Summary
A jittery everyman, already primed by screaming headlines that Bolshevik bogeymen skulk among decent folk, locks eyes on a languid pipe-smoker whose spherical parcel glints like ordnance in the noon glare. Each swivel of the stranger’s wrist—slow, almost sensual—buffs the metallic orb until it gleams with apocalyptic promise. Our hero ricochets through city canyons, streetcars, amusement arcades, convinced the fuse is already smoldering behind him; yet every backward glance finds the smoker closer, the pipe now a sly grin, the bomb tucked like a sleeping heart against his coat. Panic escalates into a delirious waltz of mistaken intent: shadows lengthen like accusatory fingers, shop-window reflections fracture into a kaleidoscope of paranoia, the soundtrack of urban life distorts into a staccato drumroll.

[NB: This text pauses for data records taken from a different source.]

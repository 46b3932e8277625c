use serde::Serialize;

use crate::model::EmployeeAttendance;

/// Today's roll-up for the admin dashboard.
#[derive(Debug, Clone, Copy, Default, PartialEq, Serialize)]
pub struct DashboardStats {
    pub total_employees: usize,
    /// Checked in, not yet checked out.
    pub present: usize,
    /// No record at all.
    pub absent: usize,
    pub checked_out: usize,
    pub late_arrivals: usize,
    /// `(present + checked_out) / total * 100`, 0 for an empty roster.
    pub attendance_rate: f64,
}

impl DashboardStats {
    pub fn compute(rows: &[EmployeeAttendance]) -> Self {
        let mut stats = DashboardStats {
            total_employees: rows.len(),
            ..Default::default()
        };

        for row in rows {
            match &row.attendance {
                None => stats.absent += 1,
                Some(a) => {
                    if a.is_checked_out() {
                        stats.checked_out += 1;
                    } else {
                        stats.present += 1;
                    }
                    if a.status().is_late() {
                        stats.late_arrivals += 1;
                    }
                }
            }
        }

        stats.attendance_rate = rate(stats.present + stats.checked_out, stats.total_employees);
        stats
    }
}

/// Percentage with a zero guard.
pub fn rate(part: usize, total: usize) -> f64 {
    if total == 0 {
        return 0.0;
    }
    part as f64 / total as f64 * 100.0
}
use std::sync::Arc;

use anyhow::{Context, Result};
use serde_json::json;
use tracing::{info, warn};
use tracing_appender::rolling;

use hrm_presence::config::Config;
use hrm_presence::data::MockDataSource;
use hrm_presence::session::{AdminSession, EmployeeSession, Session, Workspace};
use hrm_presence::state::auth::AuthScreen;
use hrm_presence::utils::clock::{Clock, SystemClock};

#[tokio::main]
async fn main() -> Result<()> {
    let config = Config::from_env()?;

    // Rolling daily log
    let file_appender = rolling::daily(&config.log_dir, "presence.log");
    let (non_blocking, _guard) = tracing_appender::non_blocking(file_appender);

    tracing_subscriber::fmt()
        .with_writer(non_blocking)
        .with_max_level(config.log_level)
        .with_ansi(false)
        .with_target(false)
        .with_level(true)
        .with_thread_ids(false)
        .with_thread_names(false)
        .init();

    info!("Presence demo starting...");

    let clock: Arc<dyn Clock> = Arc::new(SystemClock);
    let source = Arc::new(MockDataSource::new(clock.clone(), config.mock_options()));

    let auth = AuthScreen::new(source.clone());
    auth.set_email(&config.demo_email);
    auth.set_password(&config.demo_password);
    let user = auth
        .login()
        .await
        .with_context(|| format!("demo login failed for {}", config.demo_email))?;

    let session = Session::open(user, source, clock);
    session.load().await.context("initial load failed")?;

    let summary = match &session {
        Session::Employee(employee) => employee_summary(employee).await,
        Session::Admin(admin) => admin_summary(admin),
    };
    println!("{}", serde_json::to_string_pretty(&summary)?);

    auth.logout();
    info!("Presence demo finished");
    Ok(())
}

async fn employee_summary(session: &EmployeeSession<MockDataSource>) -> serde_json::Value {
    if !session.check_in.store().snapshot().is_checked_in() {
        if let Err(e) = session.check_in.check_in().await {
            warn!(error = %e, "Demo check-in skipped");
        }
    }
    let check_in = session.check_in.store().snapshot();
    let history = session.history.store().snapshot();
    let tabs = session.requests.tabs();
    let board = session.tasks.store().snapshot();

    json!({
        "user": session.user().name,
        "tabs": session.tabs().iter().map(|t| t.title()).collect::<Vec<_>>(),
        "today": check_in.today_status_text(),
        "month": history.month_label(),
        "month_stats": history.stats(),
        "requests": tabs.counts(),
        "tasks": {
            "project": board.project.as_ref().map(|p| p.name.clone()),
            "pending": board.pending_tasks_count(),
            "completed": board.completed_tasks_count(),
        },
    })
}

fn admin_summary(session: &AdminSession<MockDataSource>) -> serde_json::Value {
    let board = session.dashboard.store().snapshot();
    let tabs = session.requests.tabs();

    json!({
        "user": session.user().name,
        "tabs": session.tabs().iter().map(|t| t.title()).collect::<Vec<_>>(),
        "attendance": board.stats(),
        "employees": board
            .rows
            .iter()
            .map(|r| json!({
                "name": r.employee.name,
                "initials": r.employee.initials(),
                "status": r.status_text(),
                "arrival": r.status().display_name(),
                "check_in": r.check_in_time_text(),
            }))
            .collect::<Vec<_>>(),
        "requests": tabs.counts(),
    })
}
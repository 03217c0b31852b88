use crate::{FIRST_DIGIT, NULL_WORD};

/// Returns the largest number of bytes [`encode_into`] can write for `n`
/// input bytes.
///
/// This is the size without any `z` shortcuts, i.e. 5 bytes for every
/// started group of 4.
pub const fn max_encode_len(n: usize) -> usize {
    (n + 3) / 4 * 5
}

fn divmod(n: u32, m: u32) -> (u32, u32) {
    (n / m, n % m)
}

fn a85(n: u32) -> u8 {
    // n < 85, always fits
    n as u8 + FIRST_DIGIT
}

fn encode_word(n: u32) -> [u8; 5] {
    let (n, e) = divmod(n, 85);
    let (n, d) = divmod(n, 85);
    let (n, c) = divmod(n, 85);
    let (a, b) = divmod(n, 85);

    [a85(a), a85(b), a85(c), a85(d), a85(e)]
}

/// Packs up to 4 bytes into a big endian word, padding missing bytes with 0.
fn pack_word(group: &[u8]) -> u32 {
    group
        .iter()
        .enumerate()
        .fold(0, |v, (i, &b)| v | u32::from(b) << (24 - 8 * i))
}

/// Encodes `src` into `dst` and returns how many bytes were written.
///
/// # Panics
///
/// Panics if `dst` is shorter than [`max_encode_len`] of `src.len()` and
/// the output does not fit.
pub fn encode_into(dst: &mut [u8], src: &[u8]) -> usize {
    let mut read = 0;
    let mut written = 0;

    while read < src.len() {
        let group = &src[read..src.len().min(read + 4)];
        let v = pack_word(group);

        if v == 0 && group.len() == 4 {
            dst[written] = NULL_WORD;
            written += 1;
            read += 4;
            continue;
        }

        // a short group of k bytes only needs k + 1 digits
        let len = group.len() + 1;
        dst[written..written + len].copy_from_slice(&encode_word(v)[..len]);
        written += len;
        read += group.len();
    }

    written
}

/// Encodes arbitrary bytes as ASCII85.
///
/// Never fails. Empty input results in empty output.
pub fn encode(data: &[u8]) -> Vec<u8> {
    let mut buf = vec![0; max_encode_len(data.len())];
    let n = encode_into(&mut buf, data);
    buf.truncate(n);
    buf
}
#[macro_use]
extern crate criterion;

use std::iter;

use ascii85_codec::{decode, encode};
use criterion::Criterion;

const EXAMPLE_PLAIN: &[u8; 269] = b"Man is distinguished, not only by his reason, but by this singular passion from other animals, which is a lust of the mind, that by a perseverance of delight in the continued and indefatigable generation of knowledge, exceeds the short vehemence of any carnal pleasure.";

pub fn bench_decode(c: &mut Criterion) {
    c.bench_function("decode-empty", |b| b.iter(|| decode(b"")));

    let encoded = r#"9jqo^BlbD-BleB1DJ+*+F(f,q/0JhKF<GL>Cj@.4Gp$d7F!,L7@<6@)/0JDEF<G%<+EV:2F!,
    O<DJ+*.@<*K0@<6L(Df-\0Ec5e;DffZ(EZee.Bl.9pF"AGXBPCsi+DGm>@3BB/F*&OCAfu2/AKY
    i(DIb:@FD,*)+C]U=@3BN#EcYf8ATD3s@q?d$AftVqCh[NqF<G:8+EV:.+Cf>-FD5W8ARlolDIa
    l(DId<j@<?3r@:F%a+D58'ATD4$Bl@l3De:,-DJs`8ARoFb/0JMK@qB4^F!,R<AKZ&-DfTqBG%G
    >uD.RTpAKYo'+CT/5+Cei#DII?(E,9)oF*2M7/c"#
        .as_bytes();

    c.bench_function("decode-example", |b| b.iter(|| decode(encoded)));

    let decoded: Vec<u8> = (0..=u8::MAX).cycle().take(10 * 1024 * 1024).collect();
    let encoded = encode(&decoded[..]);
    c.bench_function("decode-10mb", |b| b.iter(|| decode(&encoded[..])));

    let encoded: Vec<u8> = iter::repeat(b'z').take(10 * 1024 * 1024).collect();
    c.bench_function("decode-z", |b| b.iter(|| decode(&encoded[..])));
}

pub fn bench_encode(c: &mut Criterion) {
    c.bench_function("encode-empty", |b| b.iter(|| encode(b"")));

    c.bench_function("encode-example", |b| b.iter(|| encode(&EXAMPLE_PLAIN[..])));

    let decoded: Vec<u8> = (0..=u8::MAX).cycle().take(10 * 1024 * 1024).collect();
    c.bench_function("encode-10mb", |b| b.iter(|| encode(&decoded[..])));

    let decoded: Vec<u8> = iter::repeat(0_u8).take(10 * 1024 * 1024).collect();
    c.bench_function("encode-z", |b| b.iter(|| encode(&decoded[..])));
}

criterion_group!(group_decode, bench_decode);
criterion_group!(group_encode, bench_encode);
criterion_main!(group_decode, group_encode);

At the crescendo the pursued corners his nemesis on a pier where gulls shriek like air-raid sirens—only to discover the device is no red menace but a champagne-shaped firework, a carnival sun destined to burst into harmless tinsel. The explosion blooms overhead, a chrysanthemum of colored sparks that baptizes the trembling hero in confetti, leaving him blinking at the absurdity of his own terror while the pipe-smoker tips his hat and strolls into the night, mission accomplished: fear itself detonated into laughter.
Synopsis
A man reads in the newspaper that Bolsheviks are on the loose and that the public should beware of odd acting strangers. He spots a pipe smoking man holding what he believes is a bomb, and thinks he must be one of the Bolsheviks. He tries to get away from the stranger, but the stranger seems to be following him, polishing his bomb and getting ready to light it. But that round bomb ends up having a more recreational use of a different type of explosion.